Lachend entschuldige ich mich bei meinen Hunden, dass ich so abwesend war!
Jari, die in meiner nächsten Nähe liegt, kommt zu mir und steckt mit einem Seufzer ihren Kopf unter meinen Arm! Ihre Seufzer werden mehr, ich drücke sie und sag ihr, dass ich sie lieb habe. Sie entspannt sich.
Das ist das Zeichen für Watzek, jetzt kann er alle zum Spiel bitten - und er verbeugt sich...!

Gemeinsames Spiel ist wertvolle Zeit!
Watzek und Jari rennen auf der Wiese um die Wette! Jari ist ein Sprinter, auch noch mit 11 Jahren hat sie in drei vier Sätzen den Jungspund Watzek eingeholt. Der wiederum ist ein Hakenschlager, als ob er in seinem vorherigen Leben ein Hase war, und seine Technik wird immer besser! Trotzdem hat Jari ihn immer recht schnell eingeholt und so geht es hin und her.
Inka kommt zu mir und holt sich die nächste Streicheleinheit. Sie rückt dicht an mich ran, setzt sich auf meine Füße, läßt sich auf den Rücken fallen und rollt sich. Knuddeln, hin- und herdrängeln, streicheln, eine kleine Massage von mir - das ist jetzt unser beider Spiel. Jari und Watzek verlegen ihr Fangespiel dichter, Jari "stellt" Watzek dicht vor uns, er läßt sich von ihr bereitwillig auf den Rücken "schmeißen", sie rangeln sich beide in Richtung Inka und mir. Ich schiebe mich zwischen die Rangelnden und Inka, damit sie Zeit hat, ihre alten müden Knochen zu erheben. So viel Rangelei auf der Erde mag sie nicht. Als sie aufsteht machen auch die anderen eine Pause. Nacheinander kommen sie zu mir und holen sich Streicheleinheiten ... und Jari und Watzek legen sich hin - Inka bleibt bei mir, leises Streicheln, geht wieder schnuppern, kommt gleich wieder - zufrieden!
Es sind 10 Minuten vorbei!

Nach einer kurzen Ruhepause bemerke ich einen kurzen Blickwechsel zwischen Jari und Watzek.
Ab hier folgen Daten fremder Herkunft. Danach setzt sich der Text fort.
use std::collections::HashMap;
use std::path::Path;

use serde::Deserialize;
use tabulon_protocol::DatasetDescriptor;

use crate::error::GatewayErr;
use crate::error::Result;

#[derive(Debug, Deserialize)]
struct RegistryFile {
    datasets: Vec<DatasetDescriptor>,
}

/// Read-only, load-once view of the datasets this server knows about.
///
/// Dataset file generation and on-disk layout are external collaborators;
/// this type only consumes the descriptor file they produce.
#[derive(Debug, Clone)]
pub struct DatasetRegistry {
    by_id: HashMap<String, DatasetDescriptor>,
}

impl DatasetRegistry {
    pub fn load(path: &Path) -> Result<Self> {
        let raw = std::fs::read_to_string(path)?;
        let parsed: RegistryFile = serde_json::from_str(&raw)?;
        let by_id = parsed
            .datasets
            .into_iter()
            .map(|d| (d.id.clone(), d))
            .collect();
        Ok(Self { by_id })
    }

    pub fn from_descriptors(descriptors: Vec<DatasetDescriptor>) -> Self {
        Self {
            by_id: descriptors.into_iter().map(|d| (d.id.clone(), d)).collect(),
        }
    }

    pub fn get(&self, dataset_id: &str) -> Result<&DatasetDescriptor> {
        self.by_id
            .get(dataset_id)
            .ok_or_else(|| GatewayErr::DatasetNotFound(dataset_id.to_string()))
    }

    pub fn list(&self) -> impl Iterator<Item = &DatasetDescriptor> {
        self.by_id.values()
    }
}

#[cfg(test)]
mod tests {
    use super::*;
    use tabulon_protocol::DatasetFile;
    use tabulon_protocol::SchemaColumn;

    fn sample() -> DatasetDescriptor {
        DatasetDescriptor {
            id: "support".into(),
            name: "Support tickets".into(),
            files: vec![DatasetFile {
                name: "tickets".into(),
                path: "/data/tickets.csv".into(),
                schema: vec![SchemaColumn {
                    column: "id".into(),
                    data_type: "integer".into(),
                }],
            }],
            version_hash: "abc123".into(),
            example_prompts: vec!["how many tickets are open?".into()],
        }
    }

    #[test]
    fn get_known_dataset() {
        let reg = DatasetRegistry::from_descriptors(vec![sample()]);
        assert_eq!(reg.get("support").unwrap().name, "Support tickets");
    }

    #[test]
    fn get_unknown_dataset_errors() {
        let reg = DatasetRegistry::from_descriptors(vec![sample()]);
        let err = reg.get("nope").unwrap_err();
        assert_eq!(err.kind(), tabulon_protocol::ErrorKind::ValidationError);
    }
}
use chrono::DateTime;
use chrono::Utc;
use serde::Deserialize;
use serde::Serialize;
use serde_json::Value;
use uuid::Uuid;

use crate::error_kind::ErrorKind;
use crate::plan::QueryPlan;

/// Which code path produced (or will produce) a capsule.
#[derive(Debug, Clone, Copy, PartialEq, Eq, Serialize, Deserialize)]
#[serde(rename_all = "snake_case")]
pub enum QueryMode {
    Sql,
    Plan,
    Python,
    Chat,
}

/// Terminal outcome recorded in a capsule.
#[derive(Debug, Clone, Copy, PartialEq, Eq, Serialize, Deserialize)]
#[serde(rename_all = "snake_case")]
pub enum RunOutcome {
    Succeeded,
    Failed,
    Rejected,
    TimedOut,
}

#[derive(Debug, Clone, PartialEq, Serialize, Deserialize)]
pub struct CapsuleError {
    #[serde(rename = "type")]
    pub kind: ErrorKind,
    pub message: String,
    #[serde(default, skip_serializing_if = "Option::is_none")]
    pub offending_fragment: Option<String>,
}

impl CapsuleError {
    pub fn new(kind: ErrorKind, message: impl Into<String>) -> Self {
        Self {
            kind,
            message: message.into(),
            offending_fragment: None,
        }
    }

    pub fn with_fragment(mut self, fragment: impl Into<String>) -> Self {
        self.offending_fragment = Some(fragment.into());
        self
    }
}

/// Bounded preview of a runner result, as stored in a capsule or returned at
/// the Request Surface.
#[derive(Debug, Clone, Default, PartialEq, Serialize, Deserialize)]
pub struct ResultPreview {
    #[serde(default)]
    pub columns: Vec<String>,
    #[serde(default)]
    pub rows: Vec<Vec<Value>>,
    #[serde(default)]
    pub row_count: usize,
    #[serde(default)]
    pub exec_time_ms: u64,
}

/// Immutable audit record of a single submission. Created exactly once per
/// accepted submission, regardless of outcome, and never mutated afterwards.
#[derive(Debug, Clone, PartialEq, Serialize, Deserialize)]
pub struct RunCapsule {
    pub run_id: Uuid,
    pub created_at: DateTime<Utc>,
    pub dataset_id: String,
    pub question: String,
    pub query_mode: QueryMode,
    #[serde(default, skip_serializing_if = "Option::is_none")]
    pub compiled_sql: Option<String>,
    #[serde(default, skip_serializing_if = "Option::is_none")]
    pub plan_json: Option<QueryPlan>,
    #[serde(default, skip_serializing_if = "Option::is_none")]
    pub python_code: Option<String>,
    pub status: RunOutcome,
    #[serde(default, skip_serializing_if = "Option::is_none")]
    pub result_json: Option<ResultPreview>,
    #[serde(default, skip_serializing_if = "Option::is_none")]
    pub error_json: Option<CapsuleError>,
    pub exec_time_ms: u64,
}
async fn run_planner_path(
    deps: &AgentDeps,
    dataset_id: &str,
    thread_id: Uuid,
    run_id: Uuid,
    message: &str,
    sink: Option<&async_channel::Sender<AgentEvent>>,
) -> (RunCapsule, String) {
    let config = &deps.tools.config;
    let history = deps
        .thread_store
        .recent(thread_id, config.thread_history_window)
        .await
        .unwrap_or_default();

    let candidate_run_ids: Vec<Uuid> = history.iter().filter_map(|m| m.run_id).collect();
    let mut messages = vec![PlannerMessage::System(system_prompt(
        dataset_id,
        config.enable_python_execution,
    ))];

    if let Ok(Some(previous)) = deps
        .capsule_store
        .latest_successful(&candidate_run_ids, dataset_id)
        .await
    {
        let rows = previous.result_json.as_ref().map(|r| r.row_count).unwrap_or(0);
        let columns = previous
            .result_json
            .as_ref()
            .map(|r| r.columns.join(", "))
            .unwrap_or_default();
        messages.push(PlannerMessage::System(format!(
            "Context: the previous successful run against this dataset returned {rows} row(s) with columns [{columns}]."
        )));
    }

    messages.extend(history.iter().map(role_to_planner_message));
    messages.push(PlannerMessage::User(format!("[dataset: {dataset_id}] {message}")));

    let tool_schemas = tools::tool_schemas(config.enable_python_execution);
    let deadline = Instant::now() + config.agent_wall_clock_budget;
    let mut last_execution: Option<ExecutionRecord> = None;
    let mut tool_calls_made = 0usize;

    loop {
        if Instant::now() >= deadline {
            return budget_exceeded(dataset_id, run_id, message, last_execution);
        }

        let turn = match race(deps.planner.complete(&messages, &tool_schemas), deadline, &deps.cancel).await {
            Err(Interrupted::Deadline) => return budget_exceeded(dataset_id, run_id, message, last_execution),
            Err(Interrupted::Cancelled) => return cancelled(dataset_id, run_id, message, last_execution),
            Ok(Ok(t)) => t,
            Ok(Err(e)) => {
                warn!(error = %e, "planner call failed");
                return (
                    match last_execution {
                        Some(record) => capsule_from_execution(run_id, dataset_id, message, record),
                        None => chat_capsule(
                            run_id,
                            dataset_id,
                            message,
                            RunOutcome::Failed,
                            Some(CapsuleError::new(e.kind(), e.to_string())),
                        ),
                    },
                    "the planner is currently unavailable".to_string(),
                );
            }
        };

        match turn {
            PlannerTurn::Text(text) => {
                emit(sink, AgentEvent::Token { text: text.clone() }).await;
                let capsule = match last_execution {
                    Some(record) => capsule_from_execution(run_id, dataset_id, message, record),
                    None => chat_capsule(run_id, dataset_id, message, RunOutcome::Succeeded, None),
                };
                return (capsule, text);
            }
            PlannerTurn::ToolCalls(calls) => {
                for call in calls {
                    if tool_calls_made >= config.max_tool_calls_per_turn {
                        return budget_exceeded(dataset_id, run_id, message, last_execution);
                    }
                    tool_calls_made += 1;

                    emit(
                        sink,
                        AgentEvent::ToolCall {
                            call_id: call.id.clone(),
                            name: call.name.clone(),
                            input: call.arguments.clone(),
                        },
                    )
                    .await;

                    let result = match race(
                        tools::dispatch(&deps.tools, &call.name, &call.arguments),
                        deadline,
                        &deps.cancel,
                    )
                    .await
                    {
                        Ok(r) => r,
                        Err(Interrupted::Deadline) => {
                            return budget_exceeded(dataset_id, run_id, message, last_execution);
                        }
                        Err(Interrupted::Cancelled) => {
                            return cancelled(dataset_id, run_id, message, last_execution);
                        }
                    };

                    emit(
                        sink,
                        AgentEvent::ToolResult {
                            call_id: call.id.clone(),
                            name: call.name.clone(),
                            output: result.tool_text.clone(),
                        },
                    )
                    .await;

                    if let Some(record) = result.execution {
                        last_execution = Some(record);
                    }

                    messages.push(PlannerMessage::ToolResult {
                        call_id: call.id,
                        name: call.name,
                        content: result.tool_text,
                    });
                }
            }
        }
    }
}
Jari steht auf und geht einen kleinen Bogen Richtung Watzek. Sie wirft sich auf den Boden und wälzt sich, steht auf schüttelt sich. Sie schnüffelt in Richtung Watzek. Ich lache in mich hinein, welche Spielchen Jari so macht, um ihren Kumpel wieder auf die Beine zu kriegen. Vielleicht schreibe ich es bei Gelegenheit mal ausführlicher auf. Upps, jetzt habe ich wieder nicht mitbekommen, wie schnell er hochspringt, seine Verbeugung macht und losrennt.
Inka ist bei mir, wir sehen den beiden bei ihren Rennereien zu und freuen uns darüber. Heute hat sie keine Lust, mal mitzumischen. Den müden Rücken von mir durchkneten lassen tut ihr gut!
Wenn es ihr gut geht, dann stellt sie sich ab und zu auf Lauer und wenn Jari wie durch Zufall genau bei ihr den Burschen eingeholt hat, attackiert sie abwechselnd mit Jari den am Boden liegenden Watzek. Das spielt sich meistens in meiner Nähe ab und zwischendurch streifen die Hunde mich und ich werde, wie so oft, in die Spielewelt der Hunde mitgenommen.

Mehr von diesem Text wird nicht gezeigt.